Roll on another 15 years, and no sooner has Thumbs Aloft belted out his final "na-na-na-nah" to close the London 2012 opening ceremony, than the show's creative director is being installed by Twitter patrons as "Sir" Danny Boyle.

This was no flippant idea, but an earnest attempt to promote Boyle's investiture in recognition of his incredible tour de force on July 27. Such groundswell inevitably led to newspapers reporting that Boyle would be a shoe-in for a gong come the New Year's Honours list. Boyle himself - a dyed-in-the-wool member of the fraternity unlikely to support such things - has so far simply laughed it all off with a curt "I don’t think so".

Even if Boyle turns down a KBE, there will be no shortage of Olympic heroes and heroines queuing up at the Palace to be entitled. Indeed in the proud national glow that followed the London games, Twitter was "awash" (the modern equivalent of switchboards being "jammed") with suggestions that virtually anyone who pulled on a Team GB tracksuit this summer should get the nod for a meeting with James Bond's new parachuting partner, Her Majesty, The Queen. Fleet Street layout artists have no doubt already prepared their front page splashes for the final week of December to declare "Arise Sir Mo!" or "Arise Dame Jess!".

There have been past precedents for such populist clamour to actually succeed: Bruce Forsyth (for non-British readers of WWDBD?, the nation's pre-eminent octogenarian game show host, golfer and catchphrase merchant) endured years of humiliation with just a CBE to his name before HMTQ  wiped the ceremonial cutlass on his newly-knighted shoulders and said "Nice to see you, Sir Brucie, to see you, nice!".
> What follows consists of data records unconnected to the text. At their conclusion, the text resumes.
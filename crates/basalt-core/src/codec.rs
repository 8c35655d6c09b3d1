//! The keyspace codec.
//!
//! Every piece of durable state lives in one flat ordered byte-keyed
//! store. Keys are partitioned by a leading type-tag byte so all keys
//! of a family are contiguous, and composite keys length-prefix the
//! user key so a range scan over one user key's entries terminates
//! exactly at the first entry of the next.
//!
//! Two encodings are order-preserving by construction: list indices
//! (biased two's complement, big-endian) and sorted-set scores
//! (sign-flipped IEEE-754, big-endian). For both, lexicographic order
//! on the encoded bytes equals numeric order on the value.

use crate::error::CommandError;

/// Key and meta-value type tags. Only append to this list; the values
/// are persisted.
pub mod tag {
    /// Prefix of per-user-key meta entries.
    pub const META_KEY: u8 = 0;
    /// Prefix of string payloads.
    pub const STRING_KEY: u8 = 1;
    /// Prefix of hash field payloads.
    pub const HASH_KEY: u8 = 2;
    /// Prefix of list element payloads.
    pub const LIST_KEY: u8 = 3;
    /// Prefix of set member payloads.
    pub const SET_KEY: u8 = 4;
    /// Prefix of the sorted-set member-to-score mapping.
    pub const ZSET_KEY: u8 = 5;
    /// Prefix of the score-ordered sorted-set index.
    pub const ZSCORE_KEY: u8 = 6;
    /// Meta discriminator: string.
    pub const STRING_LEN_VALUE: u8 = 7;
    /// Meta discriminator: hash.
    pub const HASH_LEN_VALUE: u8 = 8;
    /// Meta discriminator: list.
    pub const LIST_LEN_VALUE: u8 = 9;
    /// Meta discriminator: set.
    pub const SET_CARD_VALUE: u8 = 10;
    /// Meta discriminator: sorted set.
    pub const ZSET_CARD_VALUE: u8 = 11;
}

/// Builds the meta key for a user key.
pub fn meta_key(user: &[u8]) -> Vec<u8> {
    let mut key = Vec::with_capacity(1 + user.len());
    key.push(tag::META_KEY);
    key.extend_from_slice(user);
    key
}

/// Builds the payload key for a string value.
pub fn string_key(user: &[u8]) -> Vec<u8> {
    let mut key = Vec::with_capacity(1 + user.len());
    key.push(tag::STRING_KEY);
    key.extend_from_slice(user);
    key
}

/// Builds `family ‖ len(user) ‖ user`, the scan prefix for every entry
/// of one user key in a composite family.
fn composite_prefix(family: u8, user: &[u8]) -> Vec<u8> {
    let mut key = Vec::with_capacity(5 + user.len());
    key.push(family);
    key.extend_from_slice(&(user.len() as u32).to_be_bytes());
    key.extend_from_slice(user);
    key
}

/// Scan prefix for all fields of a hash.
pub fn hash_prefix(user: &[u8]) -> Vec<u8> {
    composite_prefix(tag::HASH_KEY, user)
}

/// Payload key for one hash field.
pub fn hash_field_key(user: &[u8], field: &[u8]) -> Vec<u8> {
    let mut key = hash_prefix(user);
    key.extend_from_slice(field);
    key
}

/// Scan prefix for all elements of a list.
pub fn list_prefix(user: &[u8]) -> Vec<u8> {
    composite_prefix(tag::LIST_KEY, user)
}

/// Payload key for the list element at `index`.
pub fn list_elem_key(user: &[u8], index: i64) -> Vec<u8> {
    let mut key = list_prefix(user);
    key.extend_from_slice(&encode_index(index));
    key
}

/// Scan prefix for all members of a set.
pub fn set_prefix(user: &[u8]) -> Vec<u8> {
    composite_prefix(tag::SET_KEY, user)
}

/// Payload key for one set member.
pub fn set_member_key(user: &[u8], member: &[u8]) -> Vec<u8> {
    let mut key = set_prefix(user);
    key.extend_from_slice(member);
    key
}

/// Scan prefix for the member-to-score mapping of a sorted set.
pub fn zset_prefix(user: &[u8]) -> Vec<u8> {
    composite_prefix(tag::ZSET_KEY, user)
}

/// Primary key for one sorted-set member. Its value is the encoded score.
pub fn zset_member_key(user: &[u8], member: &[u8]) -> Vec<u8> {
    let mut key = zset_prefix(user);
    key.extend_from_slice(member);
    key
}

/// Scan prefix for the score-ordered index of a sorted set.
pub fn zscore_prefix(user: &[u8]) -> Vec<u8> {
    composite_prefix(tag::ZSCORE_KEY, user)
}

/// Secondary index key for one `(score, member)` pair. Empty value.
pub fn zscore_key(user: &[u8], score: f64, member: &[u8]) -> Vec<u8> {
    let mut key = zscore_prefix(user);
    key.extend_from_slice(&encode_score(score));
    key.extend_from_slice(member);
    key
}

/// Seek position for the first secondary entry with score >= `score`.
pub fn zscore_seek(user: &[u8], score: f64) -> Vec<u8> {
    let mut key = zscore_prefix(user);
    key.extend_from_slice(&encode_score(score));
    key
}

/// Encodes a list index so byte order equals numeric order.
///
/// Flipping the sign bit maps the signed range onto the unsigned range
/// while preserving order.
pub fn encode_index(index: i64) -> [u8; 8] {
    ((index as u64) ^ (1 << 63)).to_be_bytes()
}

/// Inverse of [`encode_index`].
pub fn decode_index(raw: [u8; 8]) -> i64 {
    (u64::from_be_bytes(raw) ^ (1 << 63)) as i64
}

/// Encodes a score so byte order equals numeric order.
///
/// Positive floats get the sign bit flipped; negative floats get all
/// bits inverted. NaN never reaches this function: it is rejected when
/// arguments are parsed.
pub fn encode_score(score: f64) -> [u8; 8] {
    let bits = score.to_bits();
    let mapped = if bits & (1 << 63) == 0 {
        bits ^ (1 << 63)
    } else {
        !bits
    };
    mapped.to_be_bytes()
}

/// Inverse of [`encode_score`].
pub fn decode_score(raw: &[u8]) -> Result<f64, CommandError> {
    let bytes: [u8; 8] = raw.try_into().map_err(|_| CommandError::InvalidData)?;
    let mapped = u64::from_be_bytes(bytes);
    let bits = if mapped & (1 << 63) != 0 {
        mapped ^ (1 << 63)
    } else {
        !mapped
    };
    Ok(f64::from_bits(bits))
}

/// Smallest byte string greater than every key starting with `prefix`,
/// used as the exclusive upper bound of a range delete.
///
/// Returns `None` for an all-0xFF prefix, which has no successor. Key
/// prefixes here always start with a type tag below 0xFF, so callers
/// treat `None` as corrupt input.
pub fn prefix_successor(prefix: &[u8]) -> Option<Vec<u8>> {
    let mut out = prefix.to_vec();
    while let Some(last) = out.last_mut() {
        if *last < 0xFF {
            *last += 1;
            return Some(out);
        }
        out.pop();
    }
    None
}

/// The decoded meta value of a user key: the value-type discriminator
/// plus the aggregate counters each type maintains.
#[derive(Debug, Clone, Copy, PartialEq, Eq)]
pub enum Meta {
    /// String payload of `len` bytes.
    String { len: u64 },
    /// Hash with `count` fields.
    Hash { count: u64 },
    /// List of `count` elements occupying indices `head..tail`.
    List { count: u64, head: i64, tail: i64 },
    /// Set with `card` members.
    Set { card: u64 },
    /// Sorted set with `card` members.
    ZSet { card: u64 },
}

impl Meta {
    /// Serializes to the on-disk meta value.
    pub fn encode(&self) -> Vec<u8> {
        match *self {
            Meta::String { len } => encode_counter(tag::STRING_LEN_VALUE, len),
            Meta::Hash { count } => encode_counter(tag::HASH_LEN_VALUE, count),
            Meta::List { count, head, tail } => {
                let mut out = encode_counter(tag::LIST_LEN_VALUE, count);
                out.extend_from_slice(&encode_index(head));
                out.extend_from_slice(&encode_index(tail));
                out
            }
            Meta::Set { card } => encode_counter(tag::SET_CARD_VALUE, card),
            Meta::ZSet { card } => encode_counter(tag::ZSET_CARD_VALUE, card),
        }
    }

    /// Decodes an on-disk meta value. A short value or unknown
    /// discriminator is invalid data.
    pub fn decode(raw: &[u8]) -> Result<Meta, CommandError> {
        let (&disc, rest) = raw.split_first().ok_or(CommandError::InvalidData)?;
        match disc {
            tag::STRING_LEN_VALUE => Ok(Meta::String {
                len: decode_counter(rest)?,
            }),
            tag::HASH_LEN_VALUE => Ok(Meta::Hash {
                count: decode_counter(rest)?,
            }),
            tag::LIST_LEN_VALUE => {
                if rest.len() != 24 {
                    return Err(CommandError::InvalidData);
                }
                let count = decode_counter(&rest[..8])?;
                let head = decode_index(rest[8..16].try_into().unwrap_or_default());
                let tail = decode_index(rest[16..24].try_into().unwrap_or_default());
                Ok(Meta::List { count, head, tail })
            }
            tag::SET_CARD_VALUE => Ok(Meta::Set {
                card: decode_counter(rest)?,
            }),
            tag::ZSET_CARD_VALUE => Ok(Meta::ZSet {
                card: decode_counter(rest)?,
            }),
            _ => Err(CommandError::InvalidData),
        }
    }

    /// The type name TYPE reports for this family.
    pub fn type_name(&self) -> &'static str {
        match self {
            Meta::String { .. } => "string",
            Meta::Hash { .. } => "hash",
            Meta::List { .. } => "list",
            Meta::Set { .. } => "set",
            Meta::ZSet { .. } => "zset",
        }
    }
}

fn encode_counter(disc: u8, n: u64) -> Vec<u8> {
    let mut out = Vec::with_capacity(9);
    out.push(disc);
    out.extend_from_slice(&n.to_be_bytes());
    out
}

fn decode_counter(raw: &[u8]) -> Result<u64, CommandError> {
    let bytes: [u8; 8] = raw
        .get(..8)
        .and_then(|s| s.try_into().ok())
        .ok_or(CommandError::InvalidData)?;
    Ok(u64::from_be_bytes(bytes))
}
A similar, but less well supported campaign has been lurking in the shadows to have David Beckham knighted in recognition of his services to hairdressers and tattoo parlours.

Old Goldenballs is, I concede, a national icon. Like Mr Bean replacing Benny Hill, Beckham has replaced Bobby Charlton as a shorthand reference for Britain. You can find yourself in the remotest, far-flung corner of the earth untouched by the English language or modernity itself, and you will still - at the slightest hint of Britishness - be met with a smile and the collection of syllables that is "David Beckham! Yes. Very good!".

Beckham is, of course, more than just an underwear model with excellent ball skills - sorry, that should have read "excellent footballer who dabbles in underwear modeling" - and his charidee work, not to mention salesmanship to help land the 2012 Olympics for London, does mark him out as a worthy candidate for national honour. But I do struggle to see why we should be collectively preparing to welcome Sir David and Lady Posh into the pantheon of great Britons knighted or damed (not sure if that's correct, but it's only one letter short of a curse, so it will do).

There are those in the British establishment who've never quite got over the number of actors being knighted, let alone rock stars like messrs McCartney, Jagger and John (which would make an interesting firm of suburban solicitors), whose knighthoods placed dual stamps in the passport marked Sodom and Gomorrah.

So with this we read that the Public Administration Select Committee, the British parliamentary institution responsible for, er, public adminstration, has called for a change in the honours system. T'committee has called for an independent commission to ensure that any government obsessed with image and spin doesn't do anything ridiculous like awarding all five members of One Direction gongs for whatever it is they do.

More importantly, the committee has called for greater transparency and less influence by politicians and their civil servants in the selection process of honours candidates: "We believe that no-one should be honoured for simply 'doing the day job', no matter what that job is,"  t'committee states.

Well if that doesn't set the proverbial big cat amongst the Clacton pigeons, I don't know what will. Because beyond pop stars and Olympians getting rewarded for generally being excellent and putting a smile on people's faces, there are still too many gongs being handed out to senior civil servants and business leaders on the basis that they are due one.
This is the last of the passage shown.